Donkey Punch, a pornographic film premised around the act, was released by JM Productions in 2005. The film consists of four scenes in which the male actors engage in rough sex with their female co-stars, punching them repeatedly in the head and body throughout. In response to her experience on the set, performer Alex Devine allegedly stated "Donkey Punch was the most brutal, depressing, scary scene that I have ever done," and commented that "I actually stopped the scene while it was being filmed because I was in too much pain."

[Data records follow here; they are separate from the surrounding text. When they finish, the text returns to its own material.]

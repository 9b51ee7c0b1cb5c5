// =============================================================================
// Settings - gateway and session tuning knobs with atomic save
// =============================================================================
//
// Every overridable setting named by the synchronization layer lives here:
// tracked-symbol cap, heartbeat interval, reconnect delay, candle-series cap,
// outbound queue capacity, and the upstream endpoints.
//
// Persistence uses a tmp + rename pattern to prevent corruption on crash.
// All fields carry `#[serde(default)]` so that adding new fields never breaks
// loading an older settings file.
// =============================================================================

use std::path::Path;
use std::time::Duration;

use anyhow::{Context, Result};
use serde::{Deserialize, Serialize};
use tracing::info;

use crate::types::Timeframe;

// =============================================================================
// Default-value helpers (required by serde `default = "..."` attribute)
// =============================================================================

fn default_bind_addr() -> String {
    "0.0.0.0:8000".to_string()
}

fn default_symbols() -> Vec<String> {
    vec![
        "BTCUSDT".to_string(),
        "ETHUSDT".to_string(),
        "BNBUSDT".to_string(),
        "XRPUSDT".to_string(),
        "SOLUSDT".to_string(),
    ]
}

fn default_timeframes() -> Vec<Timeframe> {
    vec![Timeframe::M1, Timeframe::M5, Timeframe::M15, Timeframe::H1]
}

fn default_outbound_queue_size() -> usize {
    1000
}

fn default_heartbeat_interval_secs() -> u64 {
    30
}

fn default_reconnect_delay_secs() -> u64 {
    5
}

fn default_max_tracked_symbols() -> usize {
    10
}

fn default_candle_series_cap() -> usize {
    100
}

fn default_symbol_refresh_interval_secs() -> u64 {
    300
}

fn default_upstream_ws_url() -> String {
    "wss://stream.binance.com:9443".to_string()
}

fn default_upstream_rest_url() -> String {
    "https://api.binance.com".to_string()
}

// =============================================================================
// Settings
// =============================================================================

/// Top-level settings for the Tickermux gateway.
///
/// Every field has a serde default so that older JSON files missing new
/// fields will still deserialise correctly.
#[derive(Debug, Clone, Serialize, Deserialize)]
pub struct Settings {
    // --- Server -------------------------------------------------------------

    /// Address the REST + WebSocket server binds to.
    #[serde(default = "default_bind_addr")]
    pub bind_addr: String,

    /// Symbols the upstream feed adapter subscribes to.
    #[serde(default = "default_symbols")]
    pub symbols: Vec<String>,

    /// Kline timeframes the upstream feed adapter subscribes to per symbol.
    #[serde(default = "default_timeframes")]
    pub timeframes: Vec<Timeframe>,

    /// Capacity of each session's outbound message queue. When the queue is
    /// full the oldest message is dropped, never blocking the distributor.
    #[serde(default = "default_outbound_queue_size")]
    pub outbound_queue_size: usize,

    // --- Session ------------------------------------------------------------

    /// Interval between client heartbeat pings while connected.
    #[serde(default = "default_heartbeat_interval_secs")]
    pub heartbeat_interval_secs: u64,

    /// Fixed delay between reconnection attempts. Intentionally not
    /// exponential: worst-case reconnection latency stays bounded.
    #[serde(default = "default_reconnect_delay_secs")]
    pub reconnect_delay_secs: u64,

    /// Maximum number of symbols a single client instance tracks.
    #[serde(default = "default_max_tracked_symbols")]
    pub max_tracked_symbols: usize,

    /// Maximum candles retained per (symbol, timeframe) series.
    #[serde(default = "default_candle_series_cap")]
    pub candle_series_cap: usize,

    // --- Upstream -----------------------------------------------------------

    /// Interval between symbol-directory refreshes.
    #[serde(default = "default_symbol_refresh_interval_secs")]
    pub symbol_refresh_interval_secs: u64,

    /// Upstream exchange WebSocket base URL.
    #[serde(default = "default_upstream_ws_url")]
    pub upstream_ws_url: String,

    /// Upstream exchange REST base URL.
    #[serde(default = "default_upstream_rest_url")]
    pub upstream_rest_url: String,
}

impl Default for Settings {
    fn default() -> Self {
        Self {
            bind_addr: default_bind_addr(),
            symbols: default_symbols(),
            timeframes: default_timeframes(),
            outbound_queue_size: default_outbound_queue_size(),
            heartbeat_interval_secs: default_heartbeat_interval_secs(),
            reconnect_delay_secs: default_reconnect_delay_secs(),
            max_tracked_symbols: default_max_tracked_symbols(),
            candle_series_cap: default_candle_series_cap(),
            symbol_refresh_interval_secs: default_symbol_refresh_interval_secs(),
            upstream_ws_url: default_upstream_ws_url(),
            upstream_rest_url: default_upstream_rest_url(),
        }
    }
}

impl Settings {
    /// Load settings from a JSON file at `path`.
    ///
    /// If the file does not exist, returns an error so the caller can fall
    /// back to defaults with a warning.
    pub fn load(path: impl AsRef<Path>) -> Result<Self> {
        let path = path.as_ref();

        let content = std::fs::read_to_string(path)
            .with_context(|| format!("failed to read settings from {}", path.display()))?;

        let settings: Self = serde_json::from_str(&content)
            .with_context(|| format!("failed to parse settings from {}", path.display()))?;

        info!(
            path = %path.display(),
            symbols = ?settings.symbols,
            bind_addr = %settings.bind_addr,
            "settings loaded"
        );

        Ok(settings)
    }

    /// Persist the current settings to `path` using an atomic write
    /// (write to `.tmp`, then rename).
    pub fn save(&self, path: impl AsRef<Path>) -> Result<()> {
        let path = path.as_ref();

        let content =
            serde_json::to_string_pretty(self).context("failed to serialise settings to JSON")?;

        let tmp_path = path.with_extension("json.tmp");

        std::fs::write(&tmp_path, &content)
            .with_context(|| format!("failed to write tmp settings to {}", tmp_path.display()))?;

        std::fs::rename(&tmp_path, path)
            .with_context(|| format!("failed to rename tmp settings to {}", path.display()))?;

        info!(path = %path.display(), "settings saved (atomic)");
        Ok(())
    }

    pub fn heartbeat_interval(&self) -> Duration {
        Duration::from_secs(self.heartbeat_interval_secs)
    }

    pub fn reconnect_delay(&self) -> Duration {
        Duration::from_secs(self.reconnect_delay_secs)
    }

    pub fn symbol_refresh_interval(&self) -> Duration {
        Duration::from_secs(self.symbol_refresh_interval_secs)
    }
}

// =============================================================================
// Tests
// =============================================================================
#[cfg(test)]
mod tests {
    use super::*;

    #[test]
    fn default_settings_have_expected_values() {
        let s = Settings::default();
        assert_eq!(s.bind_addr, "0.0.0.0:8000");
        assert_eq!(s.symbols.len(), 5);
        assert_eq!(s.symbols[0], "BTCUSDT");
        assert_eq!(s.outbound_queue_size, 1000);
        assert_eq!(s.heartbeat_interval_secs, 30);
        assert_eq!(s.reconnect_delay_secs, 5);
        assert_eq!(s.max_tracked_symbols, 10);
        assert_eq!(s.candle_series_cap, 100);
        assert_eq!(s.timeframes, vec![
            Timeframe::M1,
            Timeframe::M5,
            Timeframe::M15,
            Timeframe::H1
        ]);
    }

    #[test]
    fn deserialise_empty_json_uses_defaults() {
        let s: Settings = serde_json::from_str("{}").unwrap();
        assert_eq!(s.max_tracked_symbols, 10);
        assert_eq!(s.candle_series_cap, 100);
        assert_eq!(s.upstream_rest_url, "https://api.binance.com");
    }

    #[test]
    fn deserialise_partial_json_fills_defaults() {
        let json = r#"{ "symbols": ["ETHUSDT"], "candle_series_cap": 250 }"#;
        let s: Settings = serde_json::from_str(json).unwrap();
        assert_eq!(s.symbols, vec!["ETHUSDT"]);
        assert_eq!(s.candle_series_cap, 250);
        assert_eq!(s.heartbeat_interval_secs, 30);
    }

    #[test]
    fn roundtrip_serialisation() {
        let s = Settings::default();
        let json = serde_json::to_string(&s).unwrap();
        let s2: Settings = serde_json::from_str(&json).unwrap();
        assert_eq!(s.symbols, s2.symbols);
        assert_eq!(s.timeframes, s2.timeframes);
        assert_eq!(s.outbound_queue_size, s2.outbound_queue_size);
    }
}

The viciousness of the film prompted Peter van Aarle of Cyberspace Adult Video Reviews to forgo covering any further releases from JM, while Zack Parsons of Something Awful (which awarded Donkey Punch a score of -49, where -50 is the worst score possible) wrote that the film was "one of the most morally repugnant pornographic movies I have seen" and "the sort of movie that the government would cite when trying to arrest pornographers and outlaw pornography."

== Enron scandal ==
"Donkey punch" was one of several slang terms used by Enron traders to refer to their price gouging methods. During investigations into the 2004 Enron scandal over manipulation of the electricity market in California, recordings of Enron traders were uncovered dating from 2000 and 2001. In the recordings, fraudulent accounting schemes were referred to using slang terms, including "Donkey Punch." The 2007 report by the Federal Energy Regulatory Commission was unable to identify the meaning that Enron had attached to the term "Donkey Punch." U.S. senator Maria Cantwell, in a 2004 press release about the Enron hearings, identified the Donkey Punch as "a crude pornographic term," one of many "lewd acts" that Enron employees used to describe their schemes. Cantwell asked the Federal Energy Regulatory Commission to take down the emails that were on its website due to the content.

== Jeopardy! ==
The term received extensive coverage online after it was given as an incorrect response on the January 16, 2012, broadcast of the American game show Jeopardy!. The prompt was "A blow to the back of the neck is the punch named for this animal"; the correct response was rabbit punch, a dangerous boxing move. The first contestant responded with "What is a donkey?" The subsequent contestant gave the correct response. A clip of the scene became a viral video.